Valeria Solarino, attrice per vocazione 660x330

“E’ un lavoro molto duro psicologicamente perché quando non ti scelgono ti sentì inadeguata”. Abito nero, semplice e raffinata. E’ Valeria Solarino, una delle attrici più brave degli ultimi tempi. Si è raccontata oggi a Palazzo dei congressi durante una Tao Class del Taormina Film Fest. Nelle sue vene scorre anche sangue siciliano, il padre è di Modica ed è presente in sala. Le sue origini meridionali si notano dai colori e dal calore con cui racconta la sua vita. “Il mio aspetto è molto siciliano e per questo spesso mi chiamano per interpretare ruoli di donne siciliane”.

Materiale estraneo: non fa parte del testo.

use std::sync::Arc;

use tracing::error;
use yatube_db::Repository;

use crate::cache::PageCache;
use crate::error::ApiError;

pub type AppState = Arc<AppStateInner>;

pub struct AppStateInner {
    pub repo: Arc<dyn Repository>,
    pub jwt_secret: String,
    /// Posts per page on every listing.
    pub page_size: usize,
    pub index_cache: PageCache,
}

/// Run a repository call on the blocking pool.
pub async fn blocking<F, T>(state: &AppState, f: F) -> Result<T, ApiError>
where
    F: FnOnce(&dyn Repository) -> anyhow::Result<T> + Send + 'static,
    T: Send + 'static,
{
    let repo = state.repo.clone();
    tokio::task::spawn_blocking(move || f(repo.as_ref()))
        .await
        .map_err(|e| {
            error!("spawn_blocking join error: {}", e);
            ApiError::Internal(anyhow::anyhow!("blocking task failed"))
        })?
        .map_err(ApiError::from)
}
//! Validation for the post and comment forms.
//!
//! Forms only ever yield client-editable fields. Authors, and the post a
//! comment belongs to, are injected by the handlers.

use yatube_db::Repository;
use yatube_types::api::{CommentFormData, FieldErrors, PostFormData};
use yatube_types::models::{Post, PostDraft};

pub const REQUIRED: &str = "This field is required.";
pub const INVALID_CHOICE: &str =
    "Select a valid choice. That choice is not one of the available choices.";

/// Validate a post submission. Group references are checked against `repo`.
///
/// The outer `Result` is infrastructure failure, the inner one is the form
/// verdict.
pub fn clean_post(
    data: &PostFormData,
    repo: &dyn Repository,
) -> anyhow::Result<Result<PostDraft, FieldErrors>> {
    let mut errors = FieldErrors::new();

    let text = clean_text(data.text.as_deref(), &mut errors);

    let group_id = match optional(data.group.as_deref()) {
        None => None,
        Some(raw) => {
            let found = match raw.parse::<i64>() {
                Ok(id) => repo.get_group(id)?.map(|g| g.id),
                Err(_) => None,
            };
            if found.is_none() {
                add_error(&mut errors, "group", INVALID_CHOICE);
            }
            found
        }
    };

    let image = optional(data.image.as_deref()).map(str::to_string);

    if !errors.is_empty() {
        return Ok(Err(errors));
    }
    Ok(Ok(PostDraft {
        text,
        group_id,
        image,
    }))
}

/// Validate a comment submission, yielding the comment text.
///
/// A client-supplied `post` is ignored here.
pub fn clean_comment(data: &CommentFormData) -> Result<String, FieldErrors> {
    let mut errors = FieldErrors::new();
    let text = clean_text(data.text.as_deref(), &mut errors);
    if errors.is_empty() { Ok(text) } else { Err(errors) }
}

/// Prefill for the edit form.
pub fn post_form_initial(post: &Post) -> PostFormData {
    PostFormData {
        text: Some(post.text.clone()),
        group: post.group.as_ref().map(|g| g.id.to_string()),
        image: post.image.clone(),
    }
}

fn clean_text(raw: Option<&str>, errors: &mut FieldErrors) -> String {
    match optional(raw) {
        Some(text) => text.to_string(),
        None => {
            add_error(errors, "text", REQUIRED);
            String::new()
        }
    }
}

/// Trimmed value, with blank treated as absent.
fn optional(raw: Option<&str>) -> Option<&str> {
    raw.map(str::trim).filter(|s| !s.is_empty())
}

fn add_error(errors: &mut FieldErrors, field: &str, message: &str) {
    errors.entry(field.to_string()).or_default().push(message.to_string());
}
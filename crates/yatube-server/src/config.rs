use std::net::SocketAddr;
use std::path::PathBuf;
use std::time::Duration;

use anyhow::{Context, bail};

/// Placeholder JWT secrets that MUST NOT be used.
const PLACEHOLDER_SECRETS: &[&str] = &[
    "change-me-to-a-random-string",
    "dev-secret-change-me",
];

#[derive(Debug, Clone)]
pub struct Config {
    pub host: String,
    pub port: u16,
    pub db_path: PathBuf,
    pub jwt_secret: String,
    pub page_size: usize,
    pub index_cache_ttl: Duration,
}

impl Config {
    pub fn from_env() -> anyhow::Result<Self> {
        Self::from_lookup(|key| std::env::var(key).ok())
    }

    fn from_lookup(var: impl Fn(&str) -> Option<String>) -> anyhow::Result<Self> {
        let jwt_secret = var("YATUBE_JWT_SECRET").unwrap_or_default();
        if jwt_secret.is_empty() || PLACEHOLDER_SECRETS.contains(&jwt_secret.as_str()) {
            bail!("YATUBE_JWT_SECRET is unset or still a placeholder; set it in your .env file");
        }

        let host = var("YATUBE_HOST").unwrap_or_else(|| "0.0.0.0".into());
        let port: u16 = var("YATUBE_PORT")
            .unwrap_or_else(|| "8000".into())
            .parse()
            .context("YATUBE_PORT must be a port number")?;
        let db_path: PathBuf = var("YATUBE_DB_PATH")
            .unwrap_or_else(|| "yatube.db".into())
            .into();

        let page_size: usize = var("YATUBE_PAGE_SIZE")
            .unwrap_or_else(|| "10".into())
            .parse()
            .context("YATUBE_PAGE_SIZE must be a positive integer")?;
        if page_size == 0 {
            bail!("YATUBE_PAGE_SIZE must be at least 1");
        }

        let cache_secs: u64 = var("YATUBE_INDEX_CACHE_SECS")
            .unwrap_or_else(|| "20".into())
            .parse()
            .context("YATUBE_INDEX_CACHE_SECS must be a number of seconds")?;

        Ok(Self {
            host,
            port,
            db_path,
            jwt_secret,
            page_size,
            index_cache_ttl: Duration::from_secs(cache_secs),
        })
    }

    pub fn addr(&self) -> anyhow::Result<SocketAddr> {
        Ok(format!("{}:{}", self.host, self.port).parse()?)
    }
}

Attrice per vocazione piuttosto che per hobby: “Per me fare l’attore è stato da sempre un lavoro, non un hobby. Già a scuola avevo capito che volevo fare quel lavoro per tutta la vita. E non è facile oggi capire cosa si vuole fare nella vita.” Uno dei film più belli in cui ha recitato e che è anche uno dei film più belli che ha interpretato è stato Viola di mare. “Io ho avuto la fortuna di essere coinvolta sin dall’inizio nel progetto e non ho mai avuto paura nel raccontare una storia d’amore tra due donne. Solo dopo, a riprese finite, ho avuto paura del giudizio del pubblico”.

La Solarino è legata sentimentalmente con il regista Giovanni Veronesi. Un rapporto particolare il loro, soprattutto per quanto riguarda il lavoro. Non si scambiano i copioni che girano per casa. Si considera fortunata, finora ha sempre scelto le cose che ha fatto.

2# Valeria Solarino (c) Foto Andrea Jakomin - (c) Blogtaormina

Tra le sue passioni, oltre al cinema, il tennis: “Sono follemente innamorata del tennis e di tutto quello che lo rappresenta. La prossima settimana andrò a Wimbledon. Ammiro molto Federek perché è un grande tennista. Fa una fatica enorme ma non suda. Penso che lo stesso debba essere per l’attore. Io spero di diventare un giorno il Federeck degli attori”.

La sua carriera di attrice prosegue a gonfie vele: “Tra poco inizierò le riprese del film con Michele Placido e sono contentissima. Per prepararmi al meglio per il mio ruolo è fondamentale la prova costume. Per questo chiedo sempre che ci sia il regista perché da quello io capisco il carattere del personaggio. Nel film Viola di mare, ad esempio, ho indossato dei pesi alle caviglie per riuscire ad ottenere una camminata consona al personaggio che interpretavo”. Una donna non solo affascinante ma soprattutto brava, un talento italiano in costante ascesa.